Neue Daten des Statistischen Bundesamts deuten darauf hin, dass die wirtschaftliche Rezession in Deutschland weitreichender ist als zuvor angenommen. Gemäß den überarbeiteten Statistiken ist das Bruttoinlandsprodukt (BIP) im Jahr 2023 um 0,9 Prozent zurückgegangen, eine Korrektur gegenüber der früheren Schätzung von 0,3 Prozent. Auch für 2024 hat das Amt seine Prognosen nach unten angepasst: von einem ursprünglich angenommenen Rückgang von 0,2 Prozent auf nunmehr 0,5 Prozent.
Das Statistische Bundesamt erläuterte den Prozess der Datenrevision: „Das Statistische Bundesamt hat, wie zu diesem Termin üblich, die bisher veröffentlichten Ergebnisse ab 2021 überarbeitet und neu verfügbare statistische Informationen in die Berechnungen der Ergebnisse einbezogen.“
Zusammen mit diesen Revisionen veröffentlichte das Amt auch Zahlen für das zweite Quartal, wonach das BIP um 0,1 Prozent gesunken ist, während es im ersten Quartal noch um 0,4 Prozent gestiegen war. Die Prognosen für das gesamte Jahr bleiben uneinheitlich: Das ifo-Institut erwartet ein Wachstum von 0,3 Prozent, während andere Institutionen wie die Wirtschaftsweisen, die Bundesregierung und die EU-Kommission von einer Stagnation der Wirtschaft ausgehen. Die Gemeinschaftsdiagnose der deutschen Wirtschaftsforschungsinstitute prognostiziert ein geringfügiges Wachstum von 0,1 Prozent.

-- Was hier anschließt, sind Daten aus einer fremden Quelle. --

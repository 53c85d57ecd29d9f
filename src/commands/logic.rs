// Command implementation logic - testable functions separate from the CLI wrappers

use crate::editor::{filter_candidates, Selection};
use crate::session::{EditorSession, SessionError};
use crate::snippets::{Expansion, SnippetError, TemplateDraft};
use crate::util::{SettingsAccess, Theme};
use chrono::{NaiveDate, NaiveDateTime};
use std::path::Path;

/// Map SessionError to user-friendly error messages
fn to_user_error(error: SessionError) -> String {
    match error {
        SessionError::Snippet(SnippetError::IndexOutOfRange { index, len }) => {
            format!("Nenhum modelo na posição {} ({} modelos)", index, len)
        }
        SessionError::Snippet(SnippetError::EmptyField(_)) => "Preencha Nome e Atalho.".to_string(),
        SessionError::Snippet(SnippetError::InvalidFormat(msg)) => format!("Erro JSON: {}", msg),
        SessionError::Snippet(SnippetError::StorageUnavailable(e)) => {
            format!("Alteração mantida apenas na memória, falha ao salvar: {}", e)
        }
        SessionError::NeedsConfirmation(prompt) => {
            format!("{} Use --yes para confirmar.", prompt)
        }
        SessionError::Storage(e) => format!("Falha ao salvar: {}", e),
        SessionError::Editor(e) => format!("Erro no editor: {}", e),
        SessionError::Autosave(e) => format!("Falha no salvamento automático: {}", e),
        SessionError::EmptyDocument => "Editor vazio".to_string(),
        SessionError::Io(msg) => format!("Erro ao acessar o arquivo: {}", msg),
    }
}

/// Describe an expansion for the user
fn describe_expansion(expansion: Expansion) -> String {
    match expansion {
        Expansion::Fields { count } => format!("Modelo inserido com {} campos", count),
        Expansion::Plain => "Modelo inserido".to_string(),
        Expansion::Literal => "Modelo inserido como texto simples".to_string(),
    }
}

/// Put the caret at the end of the note, where command-line edits apply
fn move_to_end(session: &mut EditorSession) -> Result<(), String> {
    let end = session.content().len();
    session
        .set_selection(Selection::cursor(end))
        .map_err(to_user_error)
}

/// Numbered list of templates, one per line
pub fn list_snippets_impl(session: &EditorSession) -> String {
    let templates = session.snippets().list();
    if templates.is_empty() {
        return "Nenhum modelo. Crie o primeiro!".to_string();
    }
    templates
        .iter()
        .enumerate()
        .map(|(i, t)| format!("{}\t{}\t{}", i, t.trigger, t.name))
        .collect::<Vec<_>>()
        .join("\n")
}

/// Implementation of snippets add
pub fn add_snippet_impl(
    session: &mut EditorSession,
    draft: TemplateDraft,
    confirmed: bool,
) -> Result<String, String> {
    let index = session
        .add_template(draft, confirmed)
        .map_err(to_user_error)?;
    let template = session
        .snippets()
        .get(index)
        .ok_or_else(|| "Modelo não encontrado após salvar".to_string())?;
    Ok(format!("Modelo salvo na posição {}: {} ({})", index, template.name, template.trigger))
}

pub fn update_snippet_impl(
    session: &mut EditorSession,
    index: usize,
    draft: TemplateDraft,
) -> Result<String, String> {
    session
        .update_template(index, draft)
        .map_err(to_user_error)?;
    Ok(format!("Modelo {} atualizado", index))
}

pub fn remove_snippet_impl(
    session: &mut EditorSession,
    index: usize,
    confirmed: bool,
) -> Result<String, String> {
    let removed = session
        .remove_template(index, confirmed)
        .map_err(to_user_error)?;
    Ok(format!("Modelo \"{}\" excluído", removed.name))
}

/// Export the templates as JSON, to `output` when given, otherwise as the returned text
pub fn export_snippets_impl(
    session: &EditorSession,
    output: Option<&Path>,
) -> Result<String, String> {
    match output {
        Some(path) => {
            session
                .export_templates_file(path)
                .map_err(to_user_error)?;
            Ok(format!(
                "{} modelos exportados para {}",
                session.snippets().len(),
                path.display()
            ))
        }
        None => Ok(session.export_templates()),
    }
}

pub fn import_snippets_impl(
    session: &mut EditorSession,
    path: &Path,
    confirmed: bool,
) -> Result<String, String> {
    let count = session
        .import_templates_file(path, confirmed)
        .map_err(to_user_error)?;
    Ok(format!("{} modelos importados", count))
}

/// Current note text
pub fn show_note_impl(session: &EditorSession) -> String {
    session.content().to_string()
}

/// Note length and caret line, as shown in the status bar
pub fn note_status_impl(session: &EditorSession) -> String {
    format!(
        "{} caracteres | Ln {}",
        session.buffer().char_count(),
        session.buffer().line_at_caret()
    )
}

pub fn open_note_impl(session: &mut EditorSession, path: &Path) -> Result<String, String> {
    session.open_file(path).map_err(to_user_error)?;
    Ok(note_status_impl(session))
}

/// Append `text` at the end of the note
pub fn append_note_impl(session: &mut EditorSession, text: &str) -> Result<String, String> {
    move_to_end(session)?;
    let end = session.content().len();
    session.apply_edit(end, end, text).map_err(to_user_error)?;
    Ok(note_status_impl(session))
}

/// Insert the template at `index` at the end of the note
pub fn insert_snippet_impl(session: &mut EditorSession, index: usize) -> Result<String, String> {
    move_to_end(session)?;
    let expansion = session.insert_template(index).map_err(to_user_error)?;
    Ok(describe_expansion(expansion))
}

/// Complete the word at the end of the note with the template whose trigger is `trigger`
pub fn expand_trigger_impl(session: &mut EditorSession, trigger: &str) -> Result<String, String> {
    move_to_end(session)?;
    let completion = session
        .complete(true)
        .ok_or_else(|| "Nada para completar".to_string())?;
    let candidate = completion
        .candidates
        .iter()
        .find(|c| c.trigger == trigger)
        .ok_or_else(|| format!("Nenhum modelo com o atalho \"{}\"", trigger))?;
    let expansion = session
        .accept_candidate(completion.from, candidate)
        .map_err(to_user_error)?;
    Ok(describe_expansion(expansion))
}

/// Candidates for the word at the end of the note, best match first
pub fn complete_impl(session: &mut EditorSession, explicit: bool) -> Result<String, String> {
    move_to_end(session)?;
    let Some(completion) = session.complete(explicit) else {
        return Ok(String::new());
    };
    let ranked = filter_candidates(&completion.typed, &completion.candidates);
    Ok(ranked
        .iter()
        .map(|c| format!("{}\t{}", c.trigger, c.display_name))
        .collect::<Vec<_>>()
        .join("\n"))
}

pub fn insert_date_impl(session: &mut EditorSession, now: &NaiveDateTime) -> Result<String, String> {
    move_to_end(session)?;
    session.insert_date(now).map_err(to_user_error)?;
    Ok(note_status_impl(session))
}

pub fn toggle_case_impl(session: &mut EditorSession) -> Result<String, String> {
    move_to_end(session)?;
    let changed = session.toggle_case().map_err(to_user_error)?;
    Ok(if changed {
        note_status_impl(session)
    } else {
        "Nada para alterar".to_string()
    })
}

pub fn clear_note_impl(session: &mut EditorSession, confirmed: bool) -> Result<String, String> {
    session.clear(confirmed).map_err(to_user_error)?;
    Ok(note_status_impl(session))
}

pub fn reset_note_impl(session: &mut EditorSession) -> Result<String, String> {
    session.reset().map_err(to_user_error)?;
    Ok("Nota reiniciada".to_string())
}

pub fn save_note_impl(
    session: &EditorSession,
    dir: &Path,
    date: NaiveDate,
) -> Result<String, String> {
    let path = session.save_note(dir, date).map_err(to_user_error)?;
    Ok(format!("Salvo em {}", path.display()))
}

pub fn show_prefs_impl(session: &EditorSession) -> String {
    let prefs = session.preferences();
    format!(
        "theme\t{}\nvim\t{}\nsidebar\t{}",
        prefs.theme.as_str(),
        prefs.vim_enabled,
        prefs.sidebar_open
    )
}

/// Set the theme, or toggle it when `theme` is None
pub fn set_theme_impl(session: &mut EditorSession, theme: Option<Theme>) -> Result<String, String> {
    let theme = match theme {
        Some(theme) => {
            session.set_theme(theme).map_err(to_user_error)?;
            theme
        }
        None => session.toggle_theme().map_err(to_user_error)?,
    };
    Ok(format!("theme\t{}", theme.as_str()))
}

pub fn set_vim_impl(session: &mut EditorSession, enabled: bool) -> Result<String, String> {
    session.set_vim(enabled).map_err(to_user_error)?;
    Ok(format!("vim\t{}", session.get_flag(crate::storage::keys::VIM)))
}

pub fn set_sidebar_impl(session: &mut EditorSession, open: bool) -> Result<String, String> {
    session.set_sidebar(open).map_err(to_user_error)?;
    Ok(format!("sidebar\t{}", open))
}

/// Write pending note changes before the process exits
pub fn flush_impl(session: &EditorSession) -> Result<(), String> {
    session.flush().map(|_| ()).map_err(to_user_error)
}

#[cfg(test)]
#[path = "logic_test.rs"]
mod tests;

Der Ökonom Heiner Flassbeck kritisiert in einem Blogbeitrag die Glaubwürdigkeit der Zahlen des Statistischen Bundesamts und behauptet, diese seien politisch beeinflusst. Er argumentiert, dass Deutschland sich faktisch seit Ende 2022 in einer anhaltenden Rezession befindet und warnt vor den politischen Konsequenzen von fehlerhaften Daten: „Politisch kann man diesen Fehltritt des Amtes (das dem Bundesinnenministerium untersteht) nur dadurch beantworten, dass man die Statistiker zukünftig zwingt, die Annahmen für ihre Schätzungen vollständig offenzulegen. Beamte dürfen keinen so großen Spielraum bei ihren ‘Berechnungen’ haben, dass sie eine ganze Volkswirtschaft (mit Europa einen ganzen Kontinent sogar) und die Regierung in die Irre führen können.“
Angesichts der Schwere und Dauer der Rezession scheinen die von der Bundesregierung vorgeschlagenen Maßnahmen wie Bürokratieabbau und verbesserte Abschreibungsmöglichkeiten nicht ausreichend, um eine Trendwende herbeizuführen. Das Ergebnis des anhaltenden Handelskonflikts mit den USA bleibt ungewiss, doch negative Auswirkungen auf die deutsche Wirtschaft sind bereits absehbar. Die Aussicht, dass Deutschland, wie vom CDU-Vorsitzenden Friedrich Merz beim Regierungswechsel versprochen, noch in diesem Jahr die Krise bewältigen kann, wird zunehmend unwahrscheinlicher.